------ Given entries

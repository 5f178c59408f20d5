//! Domain models for GitEvents.

use serde::{Deserialize, Serialize};
use utoipa::ToSchema;

pub mod auto_pr;
pub mod database;
pub mod events;
pub mod github;
pub mod repository;
pub mod settings;
pub mod system;

// Re-export commonly used types
pub use auto_pr::{AutoPrConfig, AutoPrSettings, PostMergeScript, PostMergeScripts, Project};
pub use events::{
    BranchEventResponse, CombinedEvent, LimitParams, PrEventResponse, PrHistoryEvent,
    PushEventResponse,
};
pub use repository::{PullRequestResponse, RepositoryResponse};
pub use settings::{ConfigUpdate, ConfigView, Settings};

/// Outcome of an operation that reports failure in-band instead of as an error.
#[derive(Debug, Clone, PartialEq, Eq, Serialize, Deserialize, ToSchema)]
pub struct OperationResult {
    pub success: bool,
    pub message: String,
}

impl OperationResult {
    pub fn success(message: impl Into<String>) -> Self {
        Self {
            success: true,
            message: message.into(),
        }
    }

    pub fn failure(message: impl Into<String>) -> Self {
        Self {
            success: false,
            message: message.into(),
        }
    }
}
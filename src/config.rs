//! Application configuration loaded from environment variables.

use std::env;
use std::path::PathBuf;

use secrecy::{ExposeSecret, SecretString};

/// HTTP header carrying the webhook HMAC signature.
pub const SIGNATURE_HEADER: &str = "X-Hub-Signature-256";

/// HTTP header carrying the GitHub event name.
pub const EVENT_HEADER: &str = "X-GitHub-Event";

/// HTTP header carrying the GitHub delivery id.
pub const DELIVERY_HEADER: &str = "X-GitHub-Delivery";

/// Default values used when a variable is unset.
pub mod defaults {
    pub const HOST: &str = "0.0.0.0";
    pub const API_PORT: u16 = 8001;
    pub const WEBHOOK_PORT: u16 = 8002;
    pub const DB_TYPE: &str = "SQLite";
    pub const SQLITE_PATH: &str = "github_events.db";
    pub const DB_HOST: &str = "localhost";
    pub const DB_PORT: u16 = 3306;
    pub const DB_NAME: &str = "github_events";
    pub const DB_USER: &str = "admin";
    pub const DB_PASSWORD: &str = "password";
    pub const DB_MAX_CONNECTIONS: u32 = 10;
    pub const AUTO_PR_CONFIG: &str = "auto_branch_pr_config.json";
    pub const ENV_FILE: &str = ".env";
}

/// Runtime environment.
#[derive(Debug, Clone, Copy, PartialEq, Eq)]
pub enum Environment {
    Development,
    Production,
}

impl Environment {
    /// Parse environment from string.
    pub fn parse(s: &str) -> Option<Self> {
        match s.to_lowercase().as_str() {
            "development" | "dev" => Some(Self::Development),
            "production" | "prod" => Some(Self::Production),
            _ => None,
        }
    }

    /// Check if this is a development environment.
    pub fn is_development(&self) -> bool {
        matches!(self, Self::Development)
    }

    /// Check if this is a production environment.
    pub fn is_production(&self) -> bool {
        matches!(self, Self::Production)
    }
}

impl std::fmt::Display for Environment {
    fn fmt(&self, f: &mut std::fmt::Formatter<'_>) -> std::fmt::Result {
        match self {
            Self::Development => write!(f, "development"),
            Self::Production => write!(f, "production"),
        }
    }
}

/// Supported database backends.
#[derive(Debug, Clone, Copy, PartialEq, Eq)]
pub enum DbType {
    Sqlite,
    Mysql,
    Postgres,
}

impl DbType {
    /// Parse a backend name as written in `.env` (`SQLite`, `MySQL`, ...).
    pub fn parse(s: &str) -> Option<Self> {
        match s.to_lowercase().as_str() {
            "sqlite" => Some(Self::Sqlite),
            "mysql" => Some(Self::Mysql),
            "postgres" | "postgresql" => Some(Self::Postgres),
            _ => None,
        }
    }

    /// Canonical spelling written back to `.env`.
    pub fn as_str(&self) -> &'static str {
        match self {
            Self::Sqlite => "SQLite",
            Self::Mysql => "MySQL",
            Self::Postgres => "PostgreSQL",
        }
    }
}

impl std::fmt::Display for DbType {
    fn fmt(&self, f: &mut std::fmt::Formatter<'_>) -> std::fmt::Result {
        write!(f, "{}", self.as_str())
    }
}

/// Database connection settings.
#[derive(Debug, Clone)]
pub struct DatabaseSettings {
    pub db_type: DbType,
    /// SQLite file path (ignored for server backends)
    pub path: PathBuf,
    pub host: String,
    pub port: u16,
    pub name: String,
    pub user: String,
    pub password: SecretString,
    pub max_connections: u32,
}

impl DatabaseSettings {
    /// SQLite settings pointing at the given file.
    pub fn sqlite(path: impl Into<PathBuf>) -> Self {
        Self {
            db_type: DbType::Sqlite,
            path: path.into(),
            host: defaults::DB_HOST.to_string(),
            port: defaults::DB_PORT,
            name: defaults::DB_NAME.to_string(),
            user: defaults::DB_USER.to_string(),
            password: SecretString::from(defaults::DB_PASSWORD),
            max_connections: defaults::DB_MAX_CONNECTIONS,
        }
    }

    /// Render the SeaORM connection URL.
    pub fn connection_url(&self) -> String {
        match self.db_type {
            DbType::Sqlite => format!("sqlite://{}?mode=rwc", self.path.display()),
            DbType::Mysql => format!(
                "mysql://{}:{}@{}:{}/{}",
                urlencoding::encode(&self.user),
                urlencoding::encode(self.password.expose_secret()),
                self.host,
                self.port,
                self.name
            ),
            DbType::Postgres => format!(
                "postgres://{}:{}@{}:{}/{}",
                urlencoding::encode(&self.user),
                urlencoding::encode(self.password.expose_secret()),
                self.host,
                self.port,
                self.name
            ),
        }
    }

    /// Connection URL that never creates or writes the SQLite file.
    pub fn read_only_url(&self) -> String {
        match self.db_type {
            DbType::Sqlite => format!("sqlite://{}?mode=ro", self.path.display()),
            _ => self.connection_url(),
        }
    }

    /// Location description safe to log or return to clients.
    pub fn redacted_location(&self) -> String {
        match self.db_type {
            DbType::Sqlite => self.path.display().to_string(),
            _ => format!("{}@{}:{}/{}", self.user, self.host, self.port, self.name),
        }
    }
}

/// Application configuration.
#[derive(Debug, Clone)]
pub struct Config {
    /// Runtime environment
    pub environment: Environment,
    /// Bind host for both listeners
    pub host: String,
    /// Query/management API port
    pub api_port: u16,
    /// Webhook listener port
    pub webhook_port: u16,
    /// Shared webhook secret; `None` disables signature verification
    pub webhook_secret: Option<SecretString>,
    /// Token for outbound GitHub API calls
    pub github_token: Option<SecretString>,
    /// Database connection settings
    pub database: DatabaseSettings,
    /// Open ngrok tunnels at startup
    pub enable_ngrok: bool,
    pub ngrok_auth_token: Option<SecretString>,
    /// JSON sidecar for auto-PR and post-merge configuration
    pub auto_pr_config_path: PathBuf,
    /// `.env` file edited by the settings service
    pub env_file: PathBuf,
    /// Built dashboard assets
    pub static_dir: Option<PathBuf>,
}

impl Config {
    /// Load configuration from environment variables.
    ///
    /// Environment variables:
    /// - `RUST_ENV`: development/production (default: development)
    /// - `HOST`: bind host (default: 0.0.0.0)
    /// - `API_PORT`: API port (default: 8001)
    /// - `WEBHOOK_PORT`: webhook port (default: 8002)
    /// - `GITHUB_WEBHOOK_SECRET`: HMAC secret (optional)
    /// - `GITHUB_TOKEN`: GitHub API token (optional)
    /// - `DB_TYPE`: SQLite, MySQL or PostgreSQL (default: SQLite)
    /// - `GITHUB_EVENTS_DB`: SQLite file (default: github_events.db)
    /// - `DB_HOST`, `DB_PORT`, `DB_NAME`, `DB_USER`, `DB_PASSWORD`
    /// - `DB_MAX_CONNECTIONS`: pool size (default: 10)
    /// - `ENABLE_NGROK`: open tunnels at startup (default: false)
    /// - `NGROK_AUTH_TOKEN`: ngrok agent token (optional)
    /// - `AUTO_PR_CONFIG`: sidecar path (default: auto_branch_pr_config.json)
    /// - `ENV_FILE`: settings file (default: .env)
    /// - `STATIC_DIR`: dashboard assets (optional)
    pub fn from_env() -> Result<Self, ConfigError> {
        let environment = match env::var("RUST_ENV") {
            Ok(s) => Environment::parse(&s).ok_or(ConfigError::InvalidValue(
                "RUST_ENV must be 'development' or 'production'",
            ))?,
            Err(_) => Environment::Development,
        };

        let host = env::var("HOST").unwrap_or_else(|_| defaults::HOST.to_string());

        let api_port = parse_port("API_PORT", defaults::API_PORT)?;
        let webhook_port = parse_port("WEBHOOK_PORT", defaults::WEBHOOK_PORT)?;

        let db_type_str = env::var("DB_TYPE").unwrap_or_else(|_| defaults::DB_TYPE.to_string());
        let db_type = DbType::parse(&db_type_str).ok_or(ConfigError::InvalidValue(
            "DB_TYPE must be SQLite, MySQL or PostgreSQL",
        ))?;

        let max_connections = env::var("DB_MAX_CONNECTIONS")
            .unwrap_or_else(|_| defaults::DB_MAX_CONNECTIONS.to_string())
            .parse::<u32>()
            .map_err(|_| ConfigError::InvalidValue("DB_MAX_CONNECTIONS must be a valid number"))?;

        let database = DatabaseSettings {
            db_type,
            path: PathBuf::from(
                env::var("GITHUB_EVENTS_DB").unwrap_or_else(|_| defaults::SQLITE_PATH.to_string()),
            ),
            host: env::var("DB_HOST").unwrap_or_else(|_| defaults::DB_HOST.to_string()),
            port: parse_port("DB_PORT", defaults::DB_PORT)?,
            name: env::var("DB_NAME").unwrap_or_else(|_| defaults::DB_NAME.to_string()),
            user: env::var("DB_USER").unwrap_or_else(|_| defaults::DB_USER.to_string()),
            password: SecretString::from(
                env::var("DB_PASSWORD").unwrap_or_else(|_| defaults::DB_PASSWORD.to_string()),
            ),
            max_connections,
        };

        let enable_ngrok = match env::var("ENABLE_NGROK") {
            Ok(v) => parse_bool(&v)
                .ok_or(ConfigError::InvalidValue("ENABLE_NGROK must be true or false"))?,
            Err(_) => false,
        };

        Ok(Config {
            environment,
            host,
            api_port,
            webhook_port,
            webhook_secret: non_empty_secret("GITHUB_WEBHOOK_SECRET"),
            github_token: non_empty_secret("GITHUB_TOKEN"),
            database,
            enable_ngrok,
            ngrok_auth_token: non_empty_secret("NGROK_AUTH_TOKEN"),
            auto_pr_config_path: PathBuf::from(
                env::var("AUTO_PR_CONFIG").unwrap_or_else(|_| defaults::AUTO_PR_CONFIG.to_string()),
            ),
            env_file: PathBuf::from(
                env::var("ENV_FILE").unwrap_or_else(|_| defaults::ENV_FILE.to_string()),
            ),
            static_dir: env::var("STATIC_DIR").ok().map(PathBuf::from),
        })
    }

    /// Bind address of the query API listener.
    pub fn api_bind_address(&self) -> String {
        format!("{}:{}", self.host, self.api_port)
    }

    /// Bind address of the webhook listener.
    pub fn webhook_bind_address(&self) -> String {
        format!("{}:{}", self.host, self.webhook_port)
    }

    /// Check if running in development mode.
    pub fn is_development(&self) -> bool {
        self.environment.is_development()
    }
}

/// Parse a loosely written boolean (`true`, `1`, `yes`, ...).
pub fn parse_bool(s: &str) -> Option<bool> {
    match s.trim().to_lowercase().as_str() {
        "true" | "1" | "yes" | "on" => Some(true),
        "false" | "0" | "no" | "off" => Some(false),
        _ => None,
    }
}

fn parse_port(var: &'static str, default: u16) -> Result<u16, ConfigError> {
    match env::var(var) {
        Ok(v) => v.trim().parse::<u16>().map_err(|_| ConfigError::InvalidPort(var)),
        Err(_) => Ok(default),
    }
}

fn non_empty_secret(var: &str) -> Option<SecretString> {
    env::var(var)
        .ok()
        .filter(|v| !v.trim().is_empty())
        .map(SecretString::from)
}

/// Configuration errors.
#[derive(Debug, thiserror::Error)]
pub enum ConfigError {
    #[error("Invalid configuration value: {0}")]
    InvalidValue(&'static str),

    #[error("{0} must be a valid port number")]
    InvalidPort(&'static str),
}
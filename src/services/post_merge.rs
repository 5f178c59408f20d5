//! Post-merge script execution.

use std::path::Path;
use std::process::Stdio;

use serde_json::{Value, json};
use tokio::process::Command;
use tracing::{error, info};

use crate::error::AppResult;
use crate::models::OperationResult;
use crate::models::auto_pr::{PostMergeScript, PostMergeScripts};
use crate::models::github::PullRequestPayload;

use super::auto_pr::AutoPrStore;
use super::event_handler::EventHandler;

/// Run the first enabled script whose patterns match `repo_name`.
///
/// Only one script ever runs; its exit status decides the outcome.
pub async fn execute_post_merge_script(
    config: &PostMergeScripts,
    repo_name: &str,
    branch_name: &str,
    pr_number: u64,
) -> OperationResult {
    if !config.enabled {
        return OperationResult::failure("Post-merge scripts are disabled");
    }

    let Some(script) = config
        .scripts
        .iter()
        .find(|s| s.enabled && s.matches(repo_name))
    else {
        return OperationResult::failure("No matching post-merge scripts found");
    };

    let mut command = script_command(&script.script_path);
    command
        .env("GITHUB_REPOSITORY", repo_name)
        .env("GITHUB_BRANCH", branch_name)
        .env("GITHUB_PR_NUMBER", pr_number.to_string())
        .env("GITHUB_PROJECT", &script.project_name)
        .stdin(Stdio::null());

    run_script(script, command).await
}

/// Pick the interpreter from the file extension.
fn script_command(script_path: &str) -> Command {
    match Path::new(script_path).extension().and_then(|e| e.to_str()) {
        Some("py") => {
            let mut cmd = Command::new("python3");
            cmd.arg(script_path);
            cmd
        }
        Some("sh") => {
            let mut cmd = Command::new("sh");
            cmd.arg(script_path);
            cmd
        }
        _ => Command::new(script_path),
    }
}

async fn run_script(script: &PostMergeScript, mut command: Command) -> OperationResult {
    match command.output().await {
        Ok(output) if output.status.success() => {
            info!(
                "Successfully executed post-merge script: {}",
                script.project_name
            );
            OperationResult::success(format!(
                "Script executed successfully: {}",
                script.project_name
            ))
        }
        Ok(output) => {
            let stderr = String::from_utf8_lossy(&output.stderr);
            error!(
                "Post-merge script {} failed ({}): {}",
                script.project_name,
                output.status,
                stderr.trim()
            );
            OperationResult::failure(format!("Script execution failed: {}", stderr.trim()))
        }
        Err(e) => {
            error!("Error executing post-merge script {}: {}", script.script_path, e);
            OperationResult::failure(format!("Error executing script: {}", e))
        }
    }
}

/// Run post-merge scripts when a pull request is closed as merged.
pub async fn register_post_merge_handler(handler: &EventHandler, store: AutoPrStore) {
    handler
        .register("pull_request:closed", move |payload: Value| {
            let store = store.clone();
            async move { on_pull_request_closed(&store, payload).await }
        })
        .await;
}

async fn on_pull_request_closed(store: &AutoPrStore, payload: Value) -> AppResult<Value> {
    let event: PullRequestPayload = serde_json::from_value(payload)?;
    if !event.pull_request.is_merged() {
        return Ok(json!({ "message": "Pull request closed without merge" }));
    }

    let branch = event.pull_request.head.git_ref.clone().unwrap_or_default();
    let config = store.snapshot().await;
    let result = execute_post_merge_script(
        &config.post_merge_scripts,
        &event.repository.full_name,
        &branch,
        event.pull_request.number as u64,
    )
    .await;

    Ok(serde_json::to_value(result)?)
}

#[cfg(test)]
mod tests {
    use super::*;

    fn script(name: &str, path: &Path, patterns: &[&str]) -> PostMergeScript {
        PostMergeScript {
            project_name: name.to_string(),
            script_path: path.to_string_lossy().into_owned(),
            repo_patterns: patterns.iter().map(|p| p.to_string()).collect(),
            enabled: true,
            added_at: None,
        }
    }

    #[tokio::test]
    async fn test_disabled_scripts() {
        let config = PostMergeScripts::default();
        let result = execute_post_merge_script(&config, "octo/demo", "main", 1).await;
        assert_eq!(result, OperationResult::failure("Post-merge scripts are disabled"));
    }

    #[tokio::test]
    async fn test_no_matching_script() {
        let dir = tempfile::tempdir().unwrap();
        let config = PostMergeScripts {
            enabled: true,
            scripts: vec![script("api", &dir.path().join("api.sh"), &["backend"])],
        };

        let result = execute_post_merge_script(&config, "octo/frontend", "main", 1).await;
        assert_eq!(
            result,
            OperationResult::failure("No matching post-merge scripts found")
        );
    }

    #[cfg(unix)]
    #[tokio::test]
    async fn test_only_matching_script_runs_and_decides_outcome() {
        let dir = tempfile::tempdir().unwrap();
        let other_marker = dir.path().join("other.ran");
        let matching_marker = dir.path().join("matching.ran");

        let other = dir.path().join("other.sh");
        std::fs::write(
            &other,
            format!("touch '{}'\nexit 0\n", other_marker.display()),
        )
        .unwrap();
        let matching = dir.path().join("matching.sh");
        std::fs::write(
            &matching,
            format!("touch '{}'\necho boom >&2\nexit 3\n", matching_marker.display()),
        )
        .unwrap();

        let config = PostMergeScripts {
            enabled: true,
            scripts: vec![
                script("backend", &other, &["backend"]),
                script("frontend", &matching, &["frontend"]),
            ],
        };

        let result = execute_post_merge_script(&config, "octo/frontend-app", "feature/x", 7).await;

        assert!(!result.success);
        assert!(result.message.contains("boom"));
        assert!(matching_marker.exists());
        assert!(!other_marker.exists());
    }

    #[cfg(unix)]
    #[tokio::test]
    async fn test_script_receives_context_environment() {
        let dir = tempfile::tempdir().unwrap();
        let out = dir.path().join("env.txt");
        let path = dir.path().join("deploy.sh");
        std::fs::write(
            &path,
            format!(
                "echo \"$GITHUB_REPOSITORY $GITHUB_BRANCH $GITHUB_PR_NUMBER $GITHUB_PROJECT\" > '{}'\n",
                out.display()
            ),
        )
        .unwrap();

        let first_disabled = PostMergeScript {
            enabled: false,
            ..script("disabled", &path, &[])
        };
        let config = PostMergeScripts {
            enabled: true,
            scripts: vec![first_disabled, script("web", &path, &[])],
        };

        let result = execute_post_merge_script(&config, "octo/demo", "feature/x", 42).await;

        assert!(result.success, "{}", result.message);
        assert_eq!(result.message, "Script executed successfully: web");
        let written = std::fs::read_to_string(&out).unwrap();
        assert_eq!(written.trim(), "octo/demo feature/x 42 web");
    }

    #[tokio::test]
    async fn test_spawn_failure_is_reported() {
        let config = PostMergeScripts {
            enabled: true,
            scripts: vec![script("ghost", Path::new("/nonexistent/ghost-binary"), &[])],
        };

        let result = execute_post_merge_script(&config, "octo/demo", "main", 1).await;
        assert!(!result.success);
        assert!(result.message.starts_with("Error executing script"));
    }
}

------------

Exercise description: Every line of the data that includes the word "extension" should be copied.

Problem solution:
/// Pick the interpreter from the file extension.
    match Path::new(script_path).extension().and_then(|e| e.to_str()) {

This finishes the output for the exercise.